Logifaces was created as a submission for a design competition titled 1359 cm3 – the president was Mr. Ernő Rubik, the famous inventor of the Magic Cube. He also attended MOME. We became finalist on that competition. A year later we received the Hungarian Design Award and started a crowdfunding campaign. The campaign was successful, we almost doubled our goal.

Ernő Rubik and the “Magic Cube” © Image from Rubik’s
Hungarian Design Award Logo © Image from the Hungarian Intellectual Property Office
What is the creative process behind your products? Where do you get your inspiration from?

Since I started teaching at MOME, I have been feeling that this occupation supplements my design practice. I am committed to experimental design and teaching is an experiment to me as well. It stimulates thinking and provokes me to question everything I have known before. I have found that the method of consecutive questioning is most effective in teaching. In addition, it strengthens self-reflection and enhances group work.

Your puzzles are made of concrete; can you share with us the secrets of the manufacturing process?

Logifaces is entirely handcrafted. We pour concrete in silicone molds. When the concrete hardens, we can sand the uneven bottoms of the blocks with fine diamond grinding. Beside the product development we have develope our tools. We are permanently develope our process in order to provide higher volumes and high quality at the same time.

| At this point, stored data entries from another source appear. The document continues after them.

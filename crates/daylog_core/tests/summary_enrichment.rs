use daylog_core::config::{CoreConfig, ENV_ENRICHMENT_TIMEOUT_SECS};
use daylog_core::db::open_db_in_memory;
use daylog_core::enrichment::{EnrichedText, EnrichmentError, SummaryEnricher};
use daylog_core::repo::day_repo::{DayRepository, SlotText, SqliteDayRepository};
use daylog_core::repo::sweep_repo::{SqliteSweepRepository, SweepRepository};
use daylog_core::repo::todo_repo::{NewTodo, SqliteTodoRepository, TodoRepository};
use daylog_core::repo::user_repo::{SqliteUserRepository, UserRepository};
use daylog_core::service::summary_service::SummaryService;
use daylog_core::service::ServiceError;
use daylog_core::{DateKey, UserId};
use rusqlite::Connection;
use std::sync::Arc;
use std::thread;
use std::time::Duration;

const TODAY: &str = "2026-10-17";

fn key(value: &str) -> DateKey {
    DateKey::parse(value).unwrap()
}

fn setup() -> (Connection, UserId) {
    let conn = open_db_in_memory().unwrap();
    let user = SqliteUserRepository::try_new(&conn)
        .unwrap()
        .create_user("UTC")
        .unwrap();
    let todos = SqliteTodoRepository::try_new(&conn).unwrap();
    todos
        .create_todo(
            user.id,
            key(TODAY),
            9,
            &NewTodo {
                title: "ship release".to_string(),
                estimated_minutes: 60,
                actual_minutes: None,
            },
            key(TODAY),
        )
        .unwrap();
    SqliteDayRepository::try_new(&conn)
        .unwrap()
        .update_slot_text(
            user.id,
            key(TODAY),
            9,
            SlotText::Plan,
            "release\nthen lunch",
            key(TODAY),
        )
        .unwrap();
    (conn, user.id)
}

struct Echo;

impl SummaryEnricher for Echo {
    fn enrich(&self, date: DateKey, summary: &str) -> Result<EnrichedText, EnrichmentError> {
        Ok(EnrichedText {
            text: format!("{date}: {} lines", summary.lines().count()),
            model: "echo-1".to_string(),
        })
    }
}

struct Stalled;

impl SummaryEnricher for Stalled {
    fn enrich(&self, _date: DateKey, _summary: &str) -> Result<EnrichedText, EnrichmentError> {
        thread::sleep(Duration::from_millis(300));
        Ok(EnrichedText {
            text: "too late".to_string(),
            model: "stalled".to_string(),
        })
    }
}

struct Sleepy(Duration);

impl SummaryEnricher for Sleepy {
    fn enrich(&self, _date: DateKey, _summary: &str) -> Result<EnrichedText, EnrichmentError> {
        thread::sleep(self.0);
        Ok(EnrichedText {
            text: "eventually".to_string(),
            model: "sleepy".to_string(),
        })
    }
}

struct MissingCredentials;

impl SummaryEnricher for MissingCredentials {
    fn enrich(&self, _date: DateKey, _summary: &str) -> Result<EnrichedText, EnrichmentError> {
        Err(EnrichmentError::Backend("missing api key".to_string()))
    }
}

fn stored(conn: &Connection, user_id: UserId) -> (Option<String>, Option<String>, Option<String>) {
    let day = SqliteDayRepository::try_new(conn)
        .unwrap()
        .get_day(user_id, key(TODAY))
        .unwrap()
        .unwrap();
    (day.summary, day.ai_summary, day.ai_model)
}

#[test]
fn generate_persists_summary_and_enrichment() {
    let (conn, user_id) = setup();
    let service = SummaryService::new(SqliteDayRepository::try_new(&conn).unwrap())
        .with_enricher(Arc::new(Echo), Duration::from_secs(2));

    let report = service.generate(user_id, TODAY, key(TODAY)).unwrap();
    let expected = [
        "Summary for 2026-10-17",
        "Score: 0/100 (0 of 60 estimated minutes, 0 done, 1 deferred)",
        "",
        "09:00",
        "  Plan: release / then lunch",
        "  [ ] ship release (60m)",
    ]
    .join("\n");
    assert_eq!(report.summary, expected);
    assert_eq!(report.score, 0);
    let enriched = report.enrichment.unwrap();
    assert_eq!(enriched.model, "echo-1");

    let (summary, ai_summary, ai_model) = stored(&conn, user_id);
    assert_eq!(summary.as_deref(), Some(expected.as_str()));
    assert_eq!(ai_summary.as_deref(), Some("2026-10-17: 6 lines"));
    assert_eq!(ai_model.as_deref(), Some("echo-1"));
}

#[test]
fn enrichment_timeout_keeps_previous_ai_summary() {
    let (conn, user_id) = setup();
    let repo = SqliteDayRepository::try_new(&conn).unwrap();
    let day = repo.get_day(user_id, key(TODAY)).unwrap().unwrap();
    repo.save_ai_summary(day.id, "earlier prose", "echo-0").unwrap();

    let service = SummaryService::new(repo)
        .with_enricher(Arc::new(Stalled), Duration::from_millis(20));
    let report = service.generate(user_id, TODAY, key(TODAY)).unwrap();

    match report.enrichment {
        Err(ServiceError::EnrichmentUnavailable(reason)) => assert!(reason.contains("timed out")),
        other => panic!("unexpected enrichment outcome: {other:?}"),
    }
    let (summary, ai_summary, ai_model) = stored(&conn, user_id);
    assert_eq!(summary.as_deref(), Some(report.summary.as_str()));
    assert_eq!(ai_summary.as_deref(), Some("earlier prose"));
    assert_eq!(ai_model.as_deref(), Some("echo-0"));
}

#[test]
fn enricher_errors_and_missing_enricher_are_non_fatal() {
    let (conn, user_id) = setup();

    let failing = SummaryService::new(SqliteDayRepository::try_new(&conn).unwrap())
        .with_enricher(Arc::new(MissingCredentials), Duration::from_secs(1));
    let report = failing.generate(user_id, TODAY, key(TODAY)).unwrap();
    assert!(matches!(
        report.enrichment,
        Err(ServiceError::EnrichmentUnavailable(ref reason)) if reason.contains("missing api key")
    ));

    let bare = SummaryService::new(SqliteDayRepository::try_new(&conn).unwrap());
    let report = bare.generate(user_id, TODAY, key(TODAY)).unwrap();
    assert!(matches!(
        report.enrichment,
        Err(ServiceError::EnrichmentUnavailable(_))
    ));
    assert!(stored(&conn, user_id).0.is_some());
    assert!(stored(&conn, user_id).1.is_none());
}

#[test]
fn swept_day_reports_frozen_summary() {
    let (conn, user_id) = setup();
    let frozen = SqliteSweepRepository::try_new(&conn)
        .unwrap()
        .sweep_day(user_id, key(TODAY), 1)
        .unwrap()
        .unwrap();

    let service = SummaryService::new(SqliteDayRepository::try_new(&conn).unwrap())
        .with_enricher(Arc::new(Echo), Duration::from_secs(2));
    let report = service
        .generate(user_id, TODAY, key("2026-10-18"))
        .unwrap();
    assert_eq!(report.summary, frozen.summary);
    assert_eq!(report.score, frozen.score);
    assert!(report.enrichment.is_ok());
    assert_eq!(stored(&conn, user_id).0, Some(frozen.summary));
}

#[test]
fn configured_timeout_bounds_enrichment() {
    let (conn, user_id) = setup();
    let config = CoreConfig::from_lookup(|name| {
        (name == ENV_ENRICHMENT_TIMEOUT_SECS).then(|| "1".to_string())
    })
    .unwrap();

    let slow: Arc<dyn SummaryEnricher> = Arc::new(Sleepy(Duration::from_millis(1500)));
    let service = SummaryService::from_config(
        SqliteDayRepository::try_new(&conn).unwrap(),
        &config,
        Some(slow),
    );
    assert_eq!(service.timeout(), Duration::from_secs(1));

    let report = service.generate(user_id, TODAY, key(TODAY)).unwrap();
    match report.enrichment {
        Err(ServiceError::EnrichmentUnavailable(reason)) => {
            assert!(reason.contains("timed out after 1000ms"), "{reason}")
        }
        other => panic!("unexpected enrichment outcome: {other:?}"),
    }
    assert!(stored(&conn, user_id).1.is_none());

    let fast: Arc<dyn SummaryEnricher> = Arc::new(Sleepy(Duration::from_millis(10)));
    let quick = SummaryService::from_config(
        SqliteDayRepository::try_new(&conn).unwrap(),
        &config,
        Some(fast),
    );
    let report = quick.generate(user_id, TODAY, key(TODAY)).unwrap();
    assert_eq!(report.enrichment.unwrap().model, "sleepy");
}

Images courtesy of Logideez 
What was the first product you created?

Of course I designed several objects in the past 20 years. One of my first furniture pieces was produced in Japan. However, this is the first product which is manufactured and distributed by us.

What are the next projects you are working on?

We are working on a wooden version of the Logifaces game. Wood is a less unique but durable material, more suitable for children.

How would you describe the design & architecture scene in Hungary?

Even though we do not have famous design brands we have a vivid scene of emerging architects and designers. I believe this is an exciting era of redefining our contemporary design approach.

Are there any challenges you might encounter as a young designer in Hungary? How did you overcome them?

When we started manufacturing on our own the greatest challenge was getting familiar with commercializing a product. Designers usually do not deal with the rules of economy. However, economic thinking has a great impact of a well-designed product.

Any other Hungarian designers you are particularly fond of and we should definitely check out?

We have been sharing our workshop with another design-game brand – FeelFlux – manufacturing unique magnetic toys.

What are the places we shouldn’t miss going to when in Budapest?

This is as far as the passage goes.